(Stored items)
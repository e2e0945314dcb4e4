//! The fundamental unit of time in the emulator.

use std::fmt;

/// A count of clock cycles.
///
/// Every timed quantity in the emulator is expressed in whole cycles of the
/// clock that drives the component.
#[derive(Debug, Clone, Copy, PartialEq, Eq, PartialOrd, Ord, Hash, Default)]
pub struct Ticks(pub u64);

impl Ticks {
    pub const ZERO: Self = Self(0);

    #[must_use]
    pub const fn new(count: u64) -> Self {
        Self(count)
    }

    #[must_use]
    pub const fn get(self) -> u64 {
        self.0
    }
}

impl fmt::Display for Ticks {
    fn fmt(&self, f: &mut fmt::Formatter<'_>) -> fmt::Result {
        write!(f, "{} cycles", self.0)
    }
}

impl core::ops::Add for Ticks {
    type Output = Self;

    fn add(self, rhs: Self) -> Self {
        Self(self.0 + rhs.0)
    }
}

impl core::ops::AddAssign for Ticks {
    fn add_assign(&mut self, rhs: Self) {
        self.0 += rhs.0;
    }
}

impl core::ops::Sub for Ticks {
    type Output = Self;

    fn sub(self, rhs: Self) -> Self {
        Self(self.0.saturating_sub(rhs.0))
    }
}

#[cfg(test)]
mod tests {
    use super::*;

    #[test]
    fn subtraction_saturates() {
        assert_eq!(Ticks::new(2) - Ticks::new(5), Ticks::ZERO);
    }

    #[test]
    fn display_names_the_unit() {
        assert_eq!(Ticks::new(7).to_string(), "7 cycles");
    }
}
//! Cycle-stepped MOS 6502 CPU core.
//!
//! Each `step()` advances exactly one clock cycle and performs at most one
//! bus access. Instructions take multiple cycles; the CPU tracks where it
//! is between them, so a host can interleave other chips cycle by cycle.
//!
//! Instructions are looked up in a [`DispatchTable`] built per
//! [`Variant`]. The 151 documented opcodes are present; any other byte
//! jams the CPU with [`CpuError::InvalidOpcode`] until it is reset.

mod cpu;
mod error;
pub mod flags;
mod instruction;
pub mod opcodes;
mod ops;
mod registers;
mod table;
mod variant;

pub use cpu::Mos6502;
pub use error::CpuError;
pub use flags::Status;
pub use instruction::{AddressingMode, Instruction, Operation};
pub use registers::Registers;
pub use table::DispatchTable;
pub use variant::Variant;
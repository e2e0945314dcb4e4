//! CPU core trait.

use crate::{Bus, Ticks};

/// A CPU core.
///
/// CPUs execute instructions and access memory through a bus. The bus is
/// passed into every tick rather than owned, so it can be shared with the
/// other components that run on the same clock.
pub trait Cpu {
    /// The type used for register inspection.
    type Registers;

    /// Failure raised by a tick, wrapping the bus error type `E`.
    type Error<E>;

    /// Advance the CPU by exactly one clock cycle.
    fn tick<B: Bus>(&mut self, bus: &mut B) -> Result<(), Self::Error<B::Error>>;

    /// Advance the CPU by `count` cycles, stopping at the first error.
    ///
    /// Equivalent to calling [`Cpu::tick`] `count` times.
    fn tick_n<B: Bus>(&mut self, bus: &mut B, count: Ticks) -> Result<(), Self::Error<B::Error>> {
        for _ in 0..count.get() {
            self.tick(bus)?;
        }
        Ok(())
    }

    /// Returns the current program counter.
    ///
    /// Returns `u32` so cores with wider address buses fit the same trait.
    /// 16-bit CPUs zero-extend.
    fn pc(&self) -> u32;

    /// Returns a snapshot of all registers for inspection.
    fn registers(&self) -> Self::Registers;

    /// Returns true if the CPU has stopped and needs a reset.
    fn is_halted(&self) -> bool;

    /// Request an interrupt. Returns true if accepted.
    fn interrupt(&mut self) -> bool;

    /// Request a non-maskable interrupt.
    fn nmi(&mut self);

    /// Reset the CPU.
    fn reset(&mut self);
}
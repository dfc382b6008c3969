// src/keywords.rs
// Durable, insertion-ordered set of search keywords. The external control
// surface adds/removes entries; the engine snapshots the set once per cycle.

use std::fs;
use std::path::{Path, PathBuf};
use std::sync::Mutex;

use serde::{Deserialize, Serialize};

use crate::error::StateError;
use crate::state::write_atomic;

/// A normalized search string: trimmed, inner whitespace collapsed.
/// Equality for dedup purposes is case-insensitive (Unicode lowercase, since
/// queries like "Grafikkarte" are not ASCII-only in general).
#[derive(Debug, Clone, PartialEq, Eq, Hash, Serialize, Deserialize)]
#[serde(transparent)]
pub struct Keyword(String);

impl Keyword {
    /// Normalize `raw` into a keyword. Returns `None` when nothing remains
    /// after trimming.
    pub fn new(raw: &str) -> Option<Self> {
        let normalized = normalize_keyword(raw);
        if normalized.is_empty() {
            None
        } else {
            Some(Self(normalized))
        }
    }

    pub fn as_str(&self) -> &str {
        &self.0
    }

    /// Case-folded form used as the dedup / registry partition key.
    pub fn folded(&self) -> String {
        self.0.to_lowercase()
    }
}

impl std::fmt::Display for Keyword {
    fn fmt(&self, f: &mut std::fmt::Formatter<'_>) -> std::fmt::Result {
        f.write_str(&self.0)
    }
}

/// Collapse whitespace and trim.
fn normalize_keyword(s: &str) -> String {
    static RE_WS: once_cell::sync::OnceCell<regex::Regex> = once_cell::sync::OnceCell::new();
    let re_ws = RE_WS.get_or_init(|| regex::Regex::new(r"\s+").unwrap());
    re_ws.replace_all(s.trim(), " ").to_string()
}

#[derive(Debug, Clone, Copy, PartialEq, Eq)]
pub enum AddOutcome {
    Added,
    AlreadyExists,
}

#[derive(Debug, Clone, Copy, PartialEq, Eq)]
pub enum RemoveOutcome {
    Removed,
    NotFound,
}

/// File-backed keyword set. The on-disk form is line-delimited UTF-8, one
/// keyword per line in insertion order, so the external UI can read and edit
/// the same file. Every mutation rewrites the file atomically.
#[derive(Debug)]
pub struct KeywordStore {
    path: PathBuf,
    inner: Mutex<Vec<Keyword>>,
}

impl KeywordStore {
    /// Open the store at `path`. A missing file is an empty set. Blank lines
    /// are skipped; entries are normalized and case-insensitively deduped,
    /// first occurrence wins.
    pub fn open(path: impl AsRef<Path>) -> Result<Self, StateError> {
        let path = path.as_ref().to_path_buf();
        let mut keywords: Vec<Keyword> = Vec::new();
        match fs::read_to_string(&path) {
            Ok(content) => {
                for line in content.lines() {
                    if let Some(kw) = Keyword::new(line) {
                        if !keywords.iter().any(|k| k.folded() == kw.folded()) {
                            keywords.push(kw);
                        }
                    }
                }
            }
            Err(e) if e.kind() == std::io::ErrorKind::NotFound => {}
            Err(e) => return Err(e.into()),
        }
        Ok(Self {
            path,
            inner: Mutex::new(keywords),
        })
    }

    pub fn add(&self, raw: &str) -> Result<AddOutcome, StateError> {
        let Some(kw) = Keyword::new(raw) else {
            return Ok(AddOutcome::AlreadyExists);
        };
        let mut v = self.inner.lock().expect("keyword store mutex poisoned");
        if v.iter().any(|k| k.folded() == kw.folded()) {
            return Ok(AddOutcome::AlreadyExists);
        }
        v.push(kw);
        self.persist(&v)?;
        Ok(AddOutcome::Added)
    }

    pub fn remove(&self, raw: &str) -> Result<RemoveOutcome, StateError> {
        let Some(kw) = Keyword::new(raw) else {
            return Ok(RemoveOutcome::NotFound);
        };
        let mut v = self.inner.lock().expect("keyword store mutex poisoned");
        let Some(pos) = v.iter().position(|k| k.folded() == kw.folded()) else {
            return Ok(RemoveOutcome::NotFound);
        };
        v.remove(pos);
        self.persist(&v)?;
        Ok(RemoveOutcome::Removed)
    }

    /// Owned snapshot in insertion order. A cycle works exclusively on the
    /// snapshot it took at its start; membership changes land on the next
    /// cycle boundary.
    pub fn list(&self) -> Vec<Keyword> {
        self.inner
            .lock()
            .expect("keyword store mutex poisoned")
            .clone()
    }

    fn persist(&self, keywords: &[Keyword]) -> Result<(), StateError> {
        let mut out = String::new();
        for kw in keywords {
            out.push_str(kw.as_str());
            out.push('\n');
        }
        write_atomic(&self.path, out.as_bytes())?;
        Ok(())
    }
}
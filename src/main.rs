//! Listing watcher — binary entrypoint.
//! Wires the file-backed stores, the JSON-file listing source and the log
//! notifier, then hands control to the scheduler until Ctrl-C.

use std::sync::Arc;

use anyhow::Context;
use tokio::sync::watch;
use tracing_subscriber::{fmt, prelude::*, EnvFilter};

use listing_watcher::audit::AuditTrail;
use listing_watcher::config::WatcherConfig;
use listing_watcher::engine::{EngineCfg, PollCycleEngine};
use listing_watcher::keywords::KeywordStore;
use listing_watcher::notify::{LogNotifier, NotifyTarget};
use listing_watcher::scheduler::{Scheduler, SchedulerCfg};
use listing_watcher::source::JsonFileSource;
use listing_watcher::state::StateFile;
use listing_watcher::status::StatusPublisher;

fn init_tracing() {
    let filter = EnvFilter::try_from_default_env()
        .unwrap_or_else(|_| EnvFilter::new("listing_watcher=info,watch=info,notify=info,warn"));
    tracing_subscriber::registry()
        .with(filter)
        .with(fmt::layer().compact())
        .init();
}

#[tokio::main]
async fn main() -> anyhow::Result<()> {
    // Load .env in local/dev; no-op when absent.
    let _ = dotenvy::dotenv();
    init_tracing();

    let cfg = WatcherConfig::load().context("load watcher config")?;
    if cfg.chat_id.is_empty() {
        tracing::warn!("chat_id is empty; notifications have no delivery target configured");
    }

    let state = Arc::new(StateFile::open(&cfg.state_path).context("open state file")?);
    let keywords = Arc::new(KeywordStore::open(&cfg.keywords_path).context("open keyword store")?);
    let status = Arc::new(StatusPublisher::new());
    let source = Arc::new(JsonFileSource::new(&cfg.source_path));
    let notifier = Arc::new(LogNotifier::new());
    let target = NotifyTarget {
        chat_id: cfg.chat_id.clone(),
    };

    let mut engine = PollCycleEngine::new(
        keywords,
        source,
        notifier,
        state,
        status,
        target,
        EngineCfg::from(&cfg),
    );
    if let Some(audit_path) = &cfg.audit_path {
        engine = engine.with_audit(AuditTrail::new(audit_path));
    }
    let engine = Arc::new(engine);

    let (stop_tx, stop_rx) = watch::channel(false);
    tokio::spawn(async move {
        if tokio::signal::ctrl_c().await.is_ok() {
            tracing::info!("ctrl-c received, letting the current keyword finish");
            let _ = stop_tx.send(true);
        }
    });

    tracing::info!(
        interval_secs = cfg.poll_interval_secs,
        keywords_path = %cfg.keywords_path.display(),
        state_path = %cfg.state_path.display(),
        "starting watcher loop"
    );
    Scheduler::new(
        engine,
        SchedulerCfg {
            poll_interval_secs: cfg.poll_interval_secs,
        },
    )
    .run(stop_rx)
    .await;

    Ok(())
}
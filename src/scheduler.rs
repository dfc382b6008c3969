// src/scheduler.rs
// Periodic driver for the engine. Cycles run strictly one at a time: the
// loop awaits each cycle before asking the ticker again, and ticks that fire
// while a cycle is in flight are skipped, never queued.

use std::sync::Arc;
use std::time::Duration;

use metrics::counter;
use tokio::sync::watch;
use tokio::time::MissedTickBehavior;

use crate::engine::PollCycleEngine;

#[derive(Clone, Copy, Debug)]
pub struct SchedulerCfg {
    pub poll_interval_secs: u64,
}

pub struct Scheduler {
    engine: Arc<PollCycleEngine>,
    cfg: SchedulerCfg,
}

impl Scheduler {
    pub fn new(engine: Arc<PollCycleEngine>, cfg: SchedulerCfg) -> Self {
        Self { engine, cfg }
    }

    /// Drive cycles until the stop channel flips to `true`. The stop signal
    /// is also forwarded into the running cycle, which honors it between
    /// keyword iterations.
    pub async fn run(&self, mut stop: watch::Receiver<bool>) {
        let period = Duration::from_secs(self.cfg.poll_interval_secs.max(1));
        let mut ticker = tokio::time::interval(period);
        ticker.set_missed_tick_behavior(MissedTickBehavior::Skip);

        loop {
            tokio::select! {
                _ = ticker.tick() => {
                    if *stop.borrow() {
                        tracing::info!("scheduler stopping");
                        break;
                    }
                    let status = self.engine.run_cycle_until(&stop).await;
                    counter!("watch_scheduler_ticks_total").increment(1);
                    tracing::info!(
                        target: "watch",
                        keywords = status.keywords_processed,
                        new = status.new_listings_found,
                        source_errors = status.source_errors,
                        notify_errors = status.notify_errors,
                        "cycle finished"
                    );
                }
                changed = stop.changed() => {
                    if changed.is_err() || *stop.borrow() {
                        tracing::info!("scheduler stopping");
                        break;
                    }
                }
            }
        }
    }
}
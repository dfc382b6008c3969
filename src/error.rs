// src/error.rs
// Error taxonomy for the polling engine. Transient classes (source, notifier)
// are isolated per keyword / per record and retried on the next cycle;
// persistence failures abort the running cycle.

use thiserror::Error;

/// Failure of the external marketplace source for one keyword.
/// Transient: the keyword is skipped for the current cycle and retried on the
/// next one, never within the same cycle.
#[derive(Debug, Error)]
pub enum SourceError {
    #[error("source unavailable: {0}")]
    Unavailable(String),
}

/// Failure of the notification sink for one listing record.
/// Transient: the record stays unseen and is retried on the next cycle.
#[derive(Debug, Error)]
pub enum NotifyError {
    #[error("notifier unavailable: {0}")]
    Unavailable(String),
}

/// Persistence-layer failure. Fatal for the running cycle: the engine stops
/// advancing the seen registry and surfaces the error through the cycle
/// status instead of committing inconsistent state.
#[derive(Debug, Error)]
pub enum StateError {
    #[error("state i/o failed: {0}")]
    Io(#[from] std::io::Error),

    /// The file exists but does not parse as a state document. Requires
    /// external intervention; the engine refuses to guess.
    #[error("state file corrupt: {0}")]
    Corrupt(String),
}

ASSIGNMENT =>
Extract every line from the records above that contains the word "changed".

TASK OUTPUT =>
                changed = stop.changed() => {
                    if changed.is_err() || *stop.borrow() {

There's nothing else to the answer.